Fixed Intervals or Patterns: In problems like LeetCode 541. Reverse String II, optimize loop logic by leveraging the increment step to process segments efficiently. For example:
- Use i += 2 * k to jump between segments.
- Apply slicing (s[i:i + k]) to handle only the relevant part for reversal.

Reverse Words in a String: Achieve word reversal by first reversing the entire string and then reversing each word individually.

3. The Knuth-Morris-Pratt (KMP) Algorithm

The KMP algorithm is a highly efficient pattern-matching tool. Its strength lies in leveraging information from previous mismatches to skip redundant comparisons, significantly speeding up the matching process.

Core Concepts:

Prefix Table: The heart of KMP, this table identifies how much of the pattern can be reused after a mismatch.
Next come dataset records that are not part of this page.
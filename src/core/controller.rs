//! Job controller.
//!
//! Owns the single encode slot and the job state machine:
//!
//! ```text
//! Idle -> Probing -> EncodingPass1 -> EncodingPass2 -> Done
//!                 \-> Encoding ----------------------/
//! any active state -> Failed | Cancelled
//! ```
//!
//! The presentation layer reads immutable [`JobStatus`] snapshots and never
//! touches the state directly.

use crate::core::command::Pass;
use crate::core::encoder::Encoder;
use crate::core::progress::ProgressSender;
use crate::models::config::Config;
use crate::models::job::{EncodeRequest, FailureKind, JobState, JobStatus, Progress};
use crate::services::{ffmpeg, ffprobe};
use crate::{Error, Result};
use chrono::Utc;
use std::path::PathBuf;
use std::sync::Arc;
use tokio::sync::{watch, Mutex};
use tokio::task::JoinHandle;
use uuid::Uuid;

/// The job currently holding the encode slot.
struct ActiveJob {
    id: String,
    cancel: Arc<watch::Sender<bool>>,
}

/// Handle to a started job.
pub struct JobHandle {
    id: String,
    cancel: Arc<watch::Sender<bool>>,
    task: JoinHandle<Result<PathBuf>>,
}

impl JobHandle {
    /// Job ID.
    pub fn id(&self) -> &str {
        &self.id
    }

    /// Request cancellation. The running ffmpeg process is killed.
    pub fn cancel(&self) {
        self.cancel.send_replace(true);
    }

    /// Wait for the job to finish and return the output path.
    pub async fn wait(self) -> Result<PathBuf> {
        self.task
            .await
            .map_err(|e| Error::other(format!("encode task failed: {}", e)))?
    }
}

/// Single-slot encode controller.
#[derive(Clone)]
pub struct Controller {
    ffprobe: PathBuf,
    encoder: Encoder,
    status: Arc<watch::Sender<JobStatus>>,
    active: Arc<Mutex<Option<ActiveJob>>>,
}

impl Controller {
    /// Create an idle controller.
    pub fn new(config: &Config) -> Self {
        let (status, _) = watch::channel(JobStatus::default());
        Self {
            ffprobe: config.tools.ffprobe.clone(),
            encoder: Encoder::new(config),
            status: Arc::new(status),
            active: Arc::new(Mutex::new(None)),
        }
    }

    /// Latest status snapshot.
    pub fn snapshot(&self) -> JobStatus {
        self.status.borrow().clone()
    }

    /// Receiver notified on every status change.
    pub fn subscribe(&self) -> watch::Receiver<JobStatus> {
        self.status.subscribe()
    }

    /// Whether a job holds the encode slot.
    pub async fn is_busy(&self) -> bool {
        self.active.lock().await.is_some()
    }

    /// Start a job in the background.
    ///
    /// Fails with [`Error::Busy`] while another job is running.
    pub async fn start(&self, request: EncodeRequest) -> Result<JobHandle> {
        let mut active = self.active.lock().await;
        if let Some(job) = active.as_ref() {
            tracing::warn!("Rejecting new encode, job {} is still running", job.id);
            return Err(Error::Busy);
        }

        let id = Uuid::new_v4().to_string();
        let (cancel_tx, cancel_rx) = watch::channel(false);
        let cancel = Arc::new(cancel_tx);
        *active = Some(ActiveJob {
            id: id.clone(),
            cancel: cancel.clone(),
        });
        self.status.send_replace(JobStatus {
            id: Some(id.clone()),
            state: JobState::Probing,
            progress: Progress::Starting,
            input: Some(request.input.clone()),
            output: None,
            bitrate_kbps: None,
            started_at: Some(Utc::now()),
        });
        drop(active);
        tracing::info!("Job {} started for {}", id, request.input.display());

        let controller = self.clone();
        let job_id = id.clone();
        let task = tokio::spawn(async move {
            let result = controller.run(request, cancel_rx).await;
            controller.finish(&job_id, &result).await;
            result
        });

        Ok(JobHandle { id, cancel, task })
    }

    /// Cancel the running job, if any. Returns whether a job was signalled.
    pub async fn cancel(&self) -> bool {
        match self.active.lock().await.as_ref() {
            Some(job) => {
                tracing::info!("Cancelling job {}", job.id);
                job.cancel.send_replace(true);
                true
            }
            None => false,
        }
    }

    /// Return a finished job's status to idle, as when a result dialog is dismissed.
    pub fn dismiss(&self) {
        self.status.send_if_modified(|status| {
            if status.state.is_terminal() {
                *status = JobStatus::default();
                true
            } else {
                false
            }
        });
    }

    async fn run(
        &self,
        request: EncodeRequest,
        mut cancel: watch::Receiver<bool>,
    ) -> Result<PathBuf> {
        let kind = request.codec.required_kind();
        let info = tokio::select! {
            info = ffprobe::probe(&self.ffprobe, &request.input, kind) => info?,
            _ = ffmpeg::cancelled(&mut cancel) => return Err(Error::Cancelled),
        };

        let plan = self.encoder.prepare(&request, &info)?;
        self.status.send_modify(|status| {
            status.output = Some(plan.output.clone());
            status.bitrate_kbps = plan.bitrate_kbps;
        });

        let (progress_tx, progress_rx) = watch::channel(Progress::Starting);
        let progress: ProgressSender = Arc::new(progress_tx);
        let forwarder = self.forward_progress(progress_rx);

        let status = self.status.clone();
        let result = self
            .encoder
            .encode(&plan, progress, &mut cancel, |pass| {
                let state = match pass {
                    Pass::First => JobState::EncodingPass1,
                    Pass::Second => JobState::EncodingPass2,
                    Pass::Single => JobState::Encoding,
                };
                status.send_modify(|s| {
                    s.state = state;
                    s.progress = Progress::Starting;
                });
            })
            .await;

        let _ = forwarder.await;
        result
    }

    /// Copy job progress into the status snapshot until the job drops its sender.
    fn forward_progress(&self, mut rx: watch::Receiver<Progress>) -> JoinHandle<()> {
        let status = self.status.clone();
        tokio::spawn(async move {
            while rx.changed().await.is_ok() {
                let progress = *rx.borrow_and_update();
                status.send_modify(|s| s.progress = progress);
            }
        })
    }

    async fn finish(&self, id: &str, result: &Result<PathBuf>) {
        let state = match result {
            Ok(output) => {
                tracing::info!("Job {} done: {}", id, output.display());
                JobState::Done
            }
            Err(Error::Cancelled) => {
                tracing::info!("Job {} cancelled", id);
                JobState::Cancelled
            }
            Err(e) => {
                tracing::error!("Job {} failed: {}", id, e);
                JobState::Failed {
                    kind: FailureKind::from(e),
                    message: e.to_string(),
                }
            }
        };

        // Publish before freeing the slot; the next start() must come after.
        let mut active = self.active.lock().await;
        self.status.send_if_modified(|status| {
            if status.id.as_deref() != Some(id) {
                return false;
            }
            status.state = state;
            if matches!(status.state, JobState::Done) {
                status.progress = Progress::Complete;
            }
            true
        });
        if active.as_ref().map(|job| job.id.as_str()) == Some(id) {
            *active = None;
        }
    }
}
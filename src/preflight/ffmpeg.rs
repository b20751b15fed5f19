//! FFmpeg preflight check.

use super::CheckResult;
use crate::services::ffmpeg;
use std::path::Path;

/// Check if ffmpeg is installed.
pub async fn check(path: &Path) -> CheckResult {
    if !ffmpeg::is_installed(path).await {
        return CheckResult::fail(
            "ffmpeg",
            &format!("not found at {}", path.display()),
            "Install FFmpeg or set tools.ffmpeg in the config file",
        );
    }

    match ffmpeg::get_version(path).await {
        Ok(version) => CheckResult::ok("ffmpeg", &format!("installed ({})", version)),
        Err(_) => CheckResult::ok("ffmpeg", "installed"),
    }
}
It represents the length of the longest prefix that is also a suffix for substrings of the pattern.
- Prefix: A substring starting from the first character (excluding the last).
- Suffix: A substring ending at the last character (excluding the first).

For example, the pattern ababc has a prefix table [0, 0, 1, 2, 0]. At index i, prefix[i] indicates how many characters can be skipped due to previously matched prefixes.

Why Use the Prefix Table?

Efficient Backtracking: Instead of restarting from the beginning, KMP uses the prefix table to determine where to resume matching, avoiding unnecessary recomparisons.
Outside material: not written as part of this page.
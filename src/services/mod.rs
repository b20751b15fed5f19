//! External tool services.

pub mod ffmpeg;
pub mod ffprobe;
Python Implementation of the Prefix Table

def build_prefix_table(pattern: str) -> list[int]:
            """
            Builds the prefix table for KMP algorithm.
            
            Args:
                pattern: The string pattern to search for
                
            Returns:
                A list of integers representing the longest proper prefix that is also a suffix
            """
            pattern_length = len(pattern)
            prefix_table = [0] * pattern_length
            prev_prefix_length = 0
            current_pos = 1
            
            while current_pos < pattern_length:
                if pattern[current_pos] == pattern[prev_prefix_length]:
                    prev_prefix_length += 1
                    prefix_table[current_pos] = prev_prefix_length
                    current_pos += 1
                else:
                    if prev_prefix_length != 0:
                        prev_prefix_length = prefix_table[prev_prefix_length - 1]
                    else:
                        prefix_table[current_pos] = 0
                        current_pos += 1
                        
            return prefix_table

Applications of KMP

KMP can solve two classic problems efficiently:

Substring Search: 28. Find the Index of the First Occurrence in a String
Use KMP to determine if a substring exists in a string and find its starting position.

Repeated Substring Pattern: 459. Repeated Substring Pattern
Use KMP to check if a string is constructed by repeating a substring.

Conclusion

Mastering string manipulation in Python requires a solid understanding of both fundamental concepts and advanced techniques. By leveraging tools like the two-pointer technique, efficient string reversal strategies, and the KMP algorithm, you can tackle a wide range of problems with confidence. Whether you're preparing for coding interviews or working on real-world applications, these skills will prove invaluable.